Sunday, February 26, 2012

Billy Lawrence was a short but unforgettable character around Yarmouth’s old shipyards.

by Alan Hall

In a traditional New England town, there was often a fine line between being “eccentric” and being “different.” Today’s focus is on a 19th century Yarmouth peddler whose disability put him squarely on that border between social acceptance and discrimination. While local history tends to favor the captains of industry and ships, there were other minority groups and colorful characters who eked out a living on the margins of society. Often these “eccentrics” were perceived as having a mental disorder, so they received nicknames like Yarmouth’s “Crazy Joe Davis” and “Half-witted Alonzo.” In Pownal there was Dodge the Beggar who kept a wad of “tobacky” under his hat and Simon Magus who occasionally dined on robins. Of course Freeport had an entrepreneurial hermit who peddled souvenirs to the tourists headed for the “Desert of Maine.”

Colorful characters like these rarely show up in history books. I first heard of Billy Lawrence nearly forty years ago when I attended a “magic lantern show” at the Yarmouth town library. In the 1930’s Elmer Ring had stumbled across a cache of glass plate photographs in an abandoned Yarmouth building. In 1974 he organized the slide show so that elderly residents could help identify the images on those old glass slides. When this photograph of Billy Lawrence flashed on the screen, there was chorus of recognition: “I remember him––that’s Billy Lawrence!” Since he was born in 1842 and he remained in Yarmouth until his death in 1908, Billy and his wagon would have been an intriguing and familiar sight for Yarmouth children in the 1890’s.


Billy Lawrence with his snack tray and wagon, ca.1890.
(photo from the collection of Alan Hall)


It is usually difficult to trace the life of a person like Billy Lawrence who was orphaned at an early age, never married, and did not acquire property. Although the historian William Rowe certainly would have known Billy Lawrence, he never refers to him in his history of the town. In Edward Plummer’s Reminiscences of a Yarmouth Schoolboy Billy is at least mentioned as one of the most colorful and likeable characters along the town’s waterfront. Starting with Plummer’s clues about Billy’s later life, I was able to work backwards through census records to trace the households where “William Lawrence” lived from 1860 to 1900.

Edward Plummer wrote that Billy’s father was a very successful Yarmouth merchant, but the census and some genealogical evidence suggest that his parents were Lydia Pratt and Samuel A. Lawrence, a farmer from Pownal.
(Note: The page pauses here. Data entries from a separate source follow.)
// SPDX-License-Identifier: MPL-2.0
//! Questionnaire model: stages, questions, answers and their validation.
//!
//! The definition ships inside the binary (`assets/questionnaire/`) and is
//! checked once at load time. Every user-visible string is a Fluent key
//! derived from the ids in the definition, so the model itself carries no
//! translated text.
//!
//! # Components
//!
//! - [`definition`] - `Questionnaire`, `Stage`, `Question` and load-time checks
//! - [`glossary`] - bilingual financial terms shown as tooltips
//! - [`answers`] - the user's answers keyed by question id
//! - [`validation`] - per-stage completeness and validity reports
//! - [`submission`] - TOML rendering and the `SaveSink` abstraction

pub mod answers;
pub mod definition;
pub mod glossary;
pub mod submission;
pub mod validation;

pub use answers::{Answer, Answers};
pub use definition::{Question, QuestionKind, Questionnaire, Stage, STAGE_COUNT};
pub use glossary::{Glossary, Term};
pub use submission::{FileSink, Response, SaveSink};
pub use validation::{validate_stage, InvalidAnswer, Issue, StageReport};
Tragically, Samuel died in 1848, when Billy was only six years old. Plummer also recorded the story that Billy’s stunted growth came from an accident that he suffered when he was very young. Possibly his father’s death and Billy’s traumatic accident are linked, but we can only speculate about that. In 1860 Billy and his older sister Julia were in their late teens and still living with their mother. Julia is recorded as a schoolteacher while no occupation is listed for Billy. Their widowed mother Lydia is described as having some personal and real estate assets, suggesting that she inherited money and other assets along the way.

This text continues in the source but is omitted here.